As a consequence of this, it's very difficult for any (a) organization that can't afford top-notch security folks or (b) organizations that are so large, with a potentially huge history of acquisitions over time, with a giant surface area where all you need is one "chink in the armor", to prevent breaches.
This is every bit as much a people problem as a technology problem. When I read the headline, I didn't even understand what there possibly was to breach at OWASP.
> OWASP collected resumes as part of the early membership process, whereby members were required in the 2006 to 2014 era to show a connection to the OWASP community. OWASP no longer collects resumes as part of the membership process.
Why did OWASP retain this information ten years after they stopped the practice?
Probably because no one made the decision to delete it, and the person responsible for the system that it was on wasn't going to delete data without a strict order to do it. I think it is more of an 'organizational' problem, in that organizations don't have data retention and deletion policies.
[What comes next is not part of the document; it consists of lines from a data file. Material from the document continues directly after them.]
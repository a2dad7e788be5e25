//! Cancellable autoplay loop and manual-advance gating.
//!
//! The scheduler is a two-state machine (`Stopped`/`Running`) with an epoch
//! counter as its single cancellation handle: `start` hands the spawned
//! loop a [`TickToken`] carrying the epoch and the board it targets, and
//! every stop or identity switch bumps the epoch, so an outstanding loop
//! can never fire a tick at the wrong board or after cancellation. Requests
//! already in flight are left to complete; they schedule nothing further.

#[cfg(test)]
#[path = "autoplay_test.rs"]
mod autoplay_test;

use leptos::prelude::*;

use super::cache::{CacheKey, SnapshotCache};
use crate::net::types::RequestError;

/// Fixed autoplay cadence.
pub const TICK_INTERVAL_MS: u64 = 500;

/// Cooldown after a manual advance settles, absorbing rapid re-triggers.
pub const MANUAL_COOLDOWN_MS: u64 = 120;

/// Scheduler phase.
#[derive(Clone, Copy, Debug, Default, PartialEq, Eq)]
pub enum Phase {
    #[default]
    Stopped,
    Running,
}

/// Pure scheduler state, shared via a signal between the control surface
/// and the spawned tick loop.
#[derive(Clone, Debug, Default, PartialEq, Eq)]
pub struct AutoplayState {
    phase: Phase,
    board_id: Option<String>,
    epoch: u64,
    manual_pending: bool,
}

/// Permission slip for one autoplay loop: dead as soon as the epoch moves.
#[derive(Clone, Debug, PartialEq, Eq)]
pub struct TickToken {
    board_id: String,
    epoch: u64,
}

impl TickToken {
    pub fn board_id(&self) -> &str {
        &self.board_id
    }
}

impl AutoplayState {
    pub fn phase(&self) -> Phase {
        self.phase
    }

    pub fn is_running(&self) -> bool {
        self.phase == Phase::Running
    }

    /// `Stopped -> Running`. Returns the token the new loop must present on
    /// every tick, or `None` when already running.
    pub fn start(&mut self, id: &str) -> Option<TickToken> {
        if self.is_running() {
            return None;
        }
        self.phase = Phase::Running;
        self.board_id = Some(id.to_owned());
        self.epoch += 1;
        Some(TickToken { board_id: id.to_owned(), epoch: self.epoch })
    }

    /// `Running -> Stopped`. Safe to call from any state; bumping the epoch
    /// kills every outstanding token without touching requests already sent.
    pub fn stop(&mut self) {
        self.phase = Phase::Stopped;
        self.board_id = None;
        self.epoch += 1;
    }

    /// Stop the loop when the active identity moves away from the board it
    /// was started for, before any tick can target the new one.
    pub fn handle_identity_change(&mut self, new_id: Option<&str>) {
        if self.is_running() && self.board_id.as_deref() != new_id {
            self.stop();
        }
    }

    /// Whether a loop holding `token` may fire a tick right now.
    pub fn tick_allowed(&self, token: &TickToken) -> bool {
        self.is_running()
            && self.epoch == token.epoch
            && self.board_id.as_deref() == Some(token.board_id.as_str())
    }

    /// Manual advance is unavailable while running or while another manual
    /// advance is pending.
    pub fn manual_locked(&self) -> bool {
        self.is_running() || self.manual_pending
    }

    /// Enter the transient pending sub-state for a manual advance.
    /// Returns `false` without state change when locked.
    pub fn begin_manual(&mut self) -> bool {
        if self.manual_locked() {
            return false;
        }
        self.manual_pending = true;
        true
    }

    pub fn finish_manual(&mut self) {
        self.manual_pending = false;
    }
}

/// Spawn the repeating advance loop for `token`'s board. The loop re-checks
/// `tick_allowed` after every sleep, so stop and identity switches take
/// effect before the next tick. Tick failures are logged and retried on the
/// next tick. No-op outside the browser.
pub fn spawn_autoplay(state: RwSignal<AutoplayState>, cache: SnapshotCache, token: TickToken) {
    #[cfg(feature = "hydrate")]
    {
        leptos::task::spawn_local(async move {
            loop {
                gloo_timers::future::sleep(std::time::Duration::from_millis(TICK_INTERVAL_MS))
                    .await;
                if !state.get_untracked().tick_allowed(&token) {
                    break;
                }
                match crate::net::api::advance(token.board_id(), 1).await {
                    Ok(_) => {
                        cache.invalidate(&CacheKey::current(token.board_id()));
                        cache.invalidate(&CacheKey::preview_next(token.board_id()));
                    }
                    Err(e) => {
                        leptos::logging::warn!("autoplay advance failed: {e}");
                    }
                }
            }
        });
    }
    #[cfg(not(feature = "hydrate"))]
    {
        let _ = (state, cache, token);
    }
}

/// One manual advance of `steps` generations, with the pending/cooldown
/// double-submission guard. Rejected while autoplay runs or another manual
/// advance is pending.
pub async fn advance_manual(
    state: RwSignal<AutoplayState>,
    cache: &SnapshotCache,
    id: &str,
    steps: u32,
) -> Result<(), RequestError> {
    let mut began = false;
    state.update(|s| began = s.begin_manual());
    if !began {
        return Err(RequestError::Validation(
            "advance unavailable while autoplay is running".to_owned(),
        ));
    }

    let result = crate::net::api::advance(id, steps).await;
    if result.is_ok() {
        cache.invalidate(&CacheKey::current(id));
        cache.invalidate(&CacheKey::preview_next(id));
    }

    #[cfg(feature = "hydrate")]
    gloo_timers::future::sleep(std::time::Duration::from_millis(MANUAL_COOLDOWN_MS)).await;
    state.update(|s| s.finish_manual());

    result.map(|_| ())
}
impl ChatOrchestrator {
    pub fn new(
        sessions: Arc<SessionManager>,
        retrieval: Arc<RetrievalEngine>,
        tools: Arc<ToolDispatcher>,
        model: Arc<dyn ChatModel>,
        config: ChatConfig,
    ) -> Self {
        Self {
            sessions,
            retrieval,
            tools,
            model,
            config,
        }
    }

    /// Process a chat request and return the whole response
    pub async fn process(&self, request: ChatRequest) -> ChatResponse {
        let fallback_id = request.session_id.clone().unwrap_or_default();

        let (session, messages) = match self.prepare_turn(&request).await {
            Ok(prepared) => prepared,
            Err(e) => {
                error!("Failed to prepare chat turn: {}", e);
                return ChatResponse::failure(fallback_id, e.to_string());
            }
        };

        match self.drive_model(messages, None).await {
            Ok(answer) => match self.persist_assistant(&session, &answer).await {
                Ok(()) => {
                    info!("Generated response for session {}", session.session_id);
                    ChatResponse::success(session.session_id, answer)
                }
                Err(e) => {
                    error!("Failed to persist assistant turn: {}", e);
                    ChatResponse::failure(session.session_id, e.to_string())
                }
            },
            Err(e) => {
                error!("Model invocation failed: {}", e);
                ChatResponse::failure(session.session_id, e.to_string())
            }
        }
    }

    /// Process a chat request, delivering fragments through `events`.
    ///
    /// The channel receives ordered `Fragment`s terminated by `Done` (which
    /// implies the assistant turn was persisted) or `Error` (nothing beyond
    /// the user turn was persisted). A consumer that drops the receiver
    /// cancels generation; a cancelled turn persists no assistant record.
    pub async fn process_streaming(
        &self,
        request: ChatRequest,
        events: mpsc::Sender<StreamEvent>,
    ) {
        let fallback_id = request.session_id.clone().unwrap_or_default();

        let (session, messages) = match self.prepare_turn(&request).await {
            Ok(prepared) => prepared,
            Err(e) => {
                error!("Failed to prepare chat turn: {}", e);
                let _ = events
                    .send(StreamEvent::Error {
                        session_id: fallback_id,
                        error: e.to_string(),
                    })
                    .await;
                return;
            }
        };

        // Forward raw fragments as stream events; dropping the receiver
        // upstream closes this and, through it, stops the model stream.
        let (fragment_tx, mut fragment_rx) = mpsc::channel::<String>(32);
        let event_tx = events.clone();
        let forwarder = tokio::spawn(async move {
            while let Some(fragment) = fragment_rx.recv().await {
                if event_tx
                    .send(StreamEvent::Fragment(fragment))
                    .await
                    .is_err()
                {
                    break;
                }
            }
        });

        let outcome = self.drive_model(messages, Some(&fragment_tx)).await;
        drop(fragment_tx);
        let _ = forwarder.await;

        match outcome {
            Ok(answer) => {
                if events.is_closed() {
                    info!(
                        "Stream for session {} cancelled after completion, not persisting",
                        session.session_id
                    );
                    return;
                }
                match self.persist_assistant(&session, &answer).await {
                    Ok(()) => {
                        let _ = events
                            .send(StreamEvent::Done {
                                session_id: session.session_id,
                            })
                            .await;
                    }
                    Err(e) => {
                        error!("Failed to persist assistant turn: {}", e);
                        let _ = events
                            .send(StreamEvent::Error {
                                session_id: session.session_id,
                                error: e.to_string(),
                            })
                            .await;
                    }
                }
            }
            Err(e) => {
                if events.is_closed() {
                    info!("Stream for session {} cancelled", session.session_id);
                    return;
                }
                error!("Streaming model invocation failed: {}", e);
                let _ = events
                    .send(StreamEvent::Error {
                        session_id: session.session_id,
                        error: e.to_string(),
                    })
                    .await;
            }
        }
    }

    /// Steps 1-4: session, retrieval, prompt composition, durable user turn
    async fn prepare_turn(&self, request: &ChatRequest) -> Result<(Session, Vec<PromptMessage>)> {
        let session = self
            .sessions
            .get_or_create(
                request.session_id.as_deref(),
                request.user_id.as_deref().unwrap_or(""),
            )
            .await?;

        let chunks = self.retrieval.retrieve(&request.message, None, None).await;
        let context = RetrievalEngine::build_context(&chunks);
        let enhanced = build_enhanced_prompt(&request.message, &context);

        // Snapshot the window before appending so the current turn is not
        // duplicated into the history section of the prompt
        let window = self.sessions.window(&session.session_id).await;

        let user_row = Message::new(session.id.clone(), Role::User, request.message.clone())
            .with_image(request.image_url.clone());
        self.sessions.append(&session, user_row).await?;

        let mut messages = Vec::with_capacity(window.len() + 2);
        messages.push(PromptMessage::system(self.config.system_prompt.clone()));
        for turn in window {
            match turn.role {
                Role::User => messages.push(PromptMessage::user(turn.content)),
                Role::Assistant => messages.push(PromptMessage::assistant(turn.content)),
                Role::System => {}
            }
        }
        match request.image_url {
            Some(ref url) => messages.push(PromptMessage::user_with_image(enhanced, url.clone())),
            None => messages.push(PromptMessage::user(enhanced)),
        }

        Ok((session, messages))
    }

    /// Steps 5: run the model, resolving tool calls until it produces text
    async fn drive_model(
        &self,
        mut messages: Vec<PromptMessage>,
        fragments: Option<&mpsc::Sender<String>>,
    ) -> Result<String> {
        let tool_defs = self.tools.definitions();
        let mut rounds = 0;

        loop {
            let turn = match fragments {
                Some(tx) => self.model.stream(&messages, &tool_defs, tx).await?,
                None => self.model.complete(&messages, &tool_defs).await?,
            };

            match turn {
                ModelTurn::Final(text) => return Ok(text),
                ModelTurn::ToolCalls(calls) => {
                    rounds += 1;
                    if rounds > self.config.max_tool_rounds {
                        return Err(Error::Model(format!(
                            "Gave up after {} tool rounds",
                            self.config.max_tool_rounds
                        )));
                    }

                    messages.push(PromptMessage::assistant_tool_calls(calls.clone()));
                    for call in calls {
                        let result = self.tools.dispatch(&call.name, &call.arguments).await;
                        messages.push(PromptMessage::tool_result(call.id, result));
                    }
                }
            }
        }
    }

    /// Steps 6: durable assistant turn + recency window update
    async fn persist_assistant(&self, session: &Session, answer: &str) -> Result<()> {
        let row = Message::new(session.id.clone(), Role::Assistant, answer.to_string());
        self.sessions.append(session, row).await
    }

    /// Full history for an external session id
    pub async fn history(&self, session_id: &str) -> Result<Vec<Message>> {
        self.sessions.history(session_id).await
    }

    /// Deactivate a session and drop its recency window
    pub async fn clear(&self, session_id: &str) -> Result<bool> {
        let cleared = self.sessions.clear(session_id).await?;
        if !cleared {
            warn!("Clear requested for unknown session {}", session_id);
        }
        Ok(cleared)
    }
}
//! Document ingestion pipeline
//!
//! Orchestrates extraction, chunking, embedding-store writes, and durable
//! chunk metadata, tracking per-document processing status through
//! `pending → extracting → chunking → embedding → metadata_persisted →
//! processed`, with `failed` reachable from any step. Deletion runs
//! embedding-store-first, then chunk rows, then the document row, and is
//! idempotent.

use crate::chunk::{chunk_units, compute_content_hash};
use crate::config::Config;
use crate::embed::{embed_in_batches, Embedder};
use crate::error::{Error, Result};
use crate::extract::{extract_document, DocumentAnalyzer, DocumentKind};
use crate::meta::{Chunk, Document, DocumentStatus, MetaDb};
use crate::vector::{ChunkPayload, ChunkPoint, VectorIndex};
use chrono::Utc;
use std::collections::HashSet;
use std::path::Path;
use std::sync::Arc;
use tracing::{info, warn};
use uuid::Uuid;
use walkdir::WalkDir;

/// Ingestion pipeline over the metadata store, the vector index, and the
/// embedding backend
pub struct IngestionPipeline {
    db: MetaDb,
    index: Arc<dyn VectorIndex>,
    embedder: Arc<dyn Embedder>,
    analyzer: Option<Arc<dyn DocumentAnalyzer>>,
    config: Config,
}

/// Outcome of a directory ingestion sweep
#[derive(Debug, Default)]
pub struct DirectoryIngestStats {
    pub ingested: Vec<String>,
    pub skipped: usize,
    pub errors: Vec<String>,
}

impl IngestionPipeline {
    pub fn new(
        db: MetaDb,
        index: Arc<dyn VectorIndex>,
        embedder: Arc<dyn Embedder>,
        analyzer: Option<Arc<dyn DocumentAnalyzer>>,
        config: Config,
    ) -> Self {
        Self {
            db,
            index,
            embedder,
            analyzer,
            config,
        }
    }

    /// Ingest a document from disk. Returns the document id.
    ///
    /// With `force=false`, a document already processed under the same
    /// filename and category is not re-processed; its existing id is
    /// returned. With `force=true` the prior document is deleted first.
    pub async fn ingest(
        &self,
        path: &Path,
        category: &str,
        description: Option<String>,
        force: bool,
    ) -> Result<String> {
        let filename = path
            .file_name()
            .and_then(|n| n.to_str())
            .ok_or_else(|| Error::Ingestion(format!("Invalid path: {}", path.display())))?
            .to_string();

        info!("Starting ingestion of {} (category {})", filename, category);

        if let Some(existing) = self.db.find_document_by_name(&filename, category).await? {
            if existing.processed && !force {
                info!(
                    "Document {} already processed as {}, skipping",
                    filename, existing.id
                );
                return Ok(existing.id);
            }
            // Forced re-ingestion, or the leftovers of a failed attempt
            info!("Re-ingesting {}: deleting prior document {}", filename, existing.id);
            self.delete(&existing.id).await?;
        }

        let kind = DocumentKind::from_path(path)
            .map_err(|e| Error::Ingestion(e.to_string()))?;
        let size_bytes = std::fs::metadata(path).map(|m| m.len() as i64).unwrap_or(0);

        let doc = Document::new(
            filename.clone(),
            path.display().to_string(),
            category.to_string(),
            description,
            size_bytes,
        );
        let document_id = doc.id.clone();
        self.db.insert_document(&doc).await?;

        match self.run_pipeline(path, kind, &doc).await {
            Ok(chunk_count) => {
                self.db
                    .mark_document_processed(&document_id, chunk_count)
                    .await?;
                info!(
                    "Successfully ingested {} as {} ({} chunks)",
                    filename, document_id, chunk_count
                );
                Ok(document_id)
            }
            Err(e) => {
                let note = e.to_string();
                self.db
                    .set_document_status(&document_id, DocumentStatus::Failed, Some(&note))
                    .await?;
                Err(Error::Ingestion(note))
            }
        }
    }

    async fn run_pipeline(&self, path: &Path, kind: DocumentKind, doc: &Document) -> Result<i64> {
        // Extract
        self.db
            .set_document_status(&doc.id, DocumentStatus::Extracting, None)
            .await?;
        let units = extract_document(path, kind, self.analyzer.as_deref()).await?;
        if units.iter().all(|u| u.content.trim().is_empty()) {
            return Err(Error::Extraction(format!(
                "No text content in {}",
                doc.filename
            )));
        }

        // Chunk
        self.db
            .set_document_status(&doc.id, DocumentStatus::Chunking, None)
            .await?;
        let bytes = std::fs::read(path)?;
        let doc_hash = compute_content_hash(&bytes);
        let text_chunks = chunk_units(&units, &doc_hash, &self.config.chunk)?;
        if text_chunks.is_empty() {
            return Err(Error::Ingestion(format!(
                "Chunking produced no chunks for {}",
                doc.filename
            )));
        }

        // Build the chunk rows first so point ids are fixed before any write
        let rows: Vec<Chunk> = text_chunks
            .iter()
            .map(|c| {
                Chunk::new(
                    doc.id.clone(),
                    c.chunk_index as i64,
                    c.text.clone(),
                    c.token_estimate as i64,
                    c.metadata.page_number.map(|p| p as i64),
                    c.hash.clone(),
                    c.metadata.backend.to_string(),
                )
            })
            .collect();

        // Embed and write the whole batch to the index
        self.db
            .set_document_status(&doc.id, DocumentStatus::Embedding, None)
            .await?;
        let texts: Vec<String> = text_chunks.iter().map(|c| c.text.clone()).collect();
        let embeddings = embed_in_batches(
            self.embedder.as_ref(),
            texts,
            self.config.embedding.batch_size,
        )
        .await?;

        if embeddings.len() != rows.len() {
            return Err(Error::Embedding(format!(
                "Expected {} embeddings, got {}",
                rows.len(),
                embeddings.len()
            )));
        }

        let now = Utc::now().to_rfc3339();
        let points: Vec<ChunkPoint> = rows
            .iter()
            .zip(embeddings.into_iter())
            .map(|(row, vector)| {
                let mut payload = ChunkPayload::new(
                    doc.id.clone(),
                    doc.filename.clone(),
                    doc.category.clone(),
                    row.chunk_index as i32,
                    row.chunk_hash.clone(),
                    now.clone(),
                );
                payload.page_number = row.page_number;

                ChunkPoint {
                    id: Uuid::parse_str(&row.point_id).unwrap_or_else(|_| Uuid::new_v4()),
                    vector,
                    payload,
                }
            })
            .collect();

        let point_ids: Vec<Uuid> = points.iter().map(|p| p.id).collect();
        self.index.add(points).await?;

        // Persist chunk metadata; roll the index batch back if this fails so
        // no half-written document survives
        self.db
            .set_document_status(&doc.id, DocumentStatus::MetadataPersisted, None)
            .await?;
        if let Err(e) = self.db.insert_chunks(&rows).await {
            warn!("Chunk metadata write failed, removing index batch: {}", e);
            if let Err(cleanup) = self.index.delete(&point_ids).await {
                warn!("Index cleanup after failed metadata write also failed: {}", cleanup);
            }
            return Err(e);
        }

        Ok(rows.len() as i64)
    }

    /// Delete a document, its chunks, and their index entries, in that
    /// reverse-ownership order. Tolerates already-absent state at each step.
    pub async fn delete(&self, document_id: &str) -> Result<()> {
        info!("Deleting document {}", document_id);

        let chunks = self.db.get_chunks(document_id).await?;
        let point_ids: Vec<Uuid> = chunks
            .iter()
            .filter_map(|c| Uuid::parse_str(&c.point_id).ok())
            .collect();

        self.index.delete(&point_ids).await?;
        self.db.delete_chunks(document_id).await?;
        self.db.delete_document(document_id).await?;

        Ok(())
    }

    /// Remove index points that no chunk row references
    pub async fn prune_orphans(&self) -> Result<usize> {
        let indexed = self.index.list_point_ids().await?;
        let referenced: HashSet<String> = self.db.all_point_ids().await?.into_iter().collect();

        let orphans: Vec<Uuid> = indexed
            .into_iter()
            .filter(|id| !referenced.contains(&id.to_string()))
            .collect();

        if orphans.is_empty() {
            return Ok(0);
        }

        warn!("Pruning {} orphaned index points", orphans.len());
        self.index.delete(&orphans).await?;
        Ok(orphans.len())
    }

    /// Ingest every PDF/Markdown file under a directory, continuing past
    /// per-file failures
    pub async fn ingest_directory(
        &self,
        dir: &Path,
        category: &str,
        force: bool,
    ) -> Result<DirectoryIngestStats> {
        let mut stats = DirectoryIngestStats::default();

        for entry in WalkDir::new(dir).into_iter().filter_map(|e| e.ok()) {
            let path = entry.path();
            if !entry.file_type().is_file() || DocumentKind::from_path(path).is_err() {
                stats.skipped += 1;
                continue;
            }

            match self.ingest(path, category, None, force).await {
                Ok(id) => stats.ingested.push(id),
                Err(e) => {
                    warn!("Failed to ingest {}: {}", path.display(), e);
                    stats.errors.push(format!("{}: {}", path.display(), e));
                }
            }
        }

        info!(
            "Directory ingestion finished: {} ingested, {} skipped, {} errors",
            stats.ingested.len(),
            stats.skipped,
            stats.errors.len()
        );
        Ok(stats)
    }

    /// List all documents
    pub async fn list_documents(&self) -> Result<Vec<Document>> {
        self.db.list_documents().await
    }

    /// List documents in a category
    pub async fn list_documents_by_category(&self, category: &str) -> Result<Vec<Document>> {
        self.db.list_documents_by_category(category).await
    }
}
It’s at least partially because no one wants to employ actual operations specialists. Instead believing that developers and security response folks are sufficient. But good, sufficiently staffed ops teams know how to build real defense in depth across the stack, don’t just blindly trust automated scanners or installers, and proactively improve security iteratively over time.
Also a lot of devs who think if they can't see how to exploit something, nobody else will be able to. Honestly, the arguments I've had with people claiming that their SQL injection isn't a problem ("it's in the middle of a clause" was a good one).
One would think so. I remember looking through my very first hosting provider's settings page for my site and saw that "Directory Listing" (or similar) was "On". I thought to myself "Well that doesn't sound right, if it means what it sounds like it means." I Googled and that's what it meant. I turned it off. So if a complete newb setting up his first website thought it was a bad idea, one would think, like you said, that a cyber security company would know to disable it (or double and triple check that it's disabled). With all that said, hopefully this is an April Fool's prank.
Yes, they should have updated their config, but why did you need a resume full of private info to join, and why did you not delete it after the membership is approved (let alone keeping it for decades).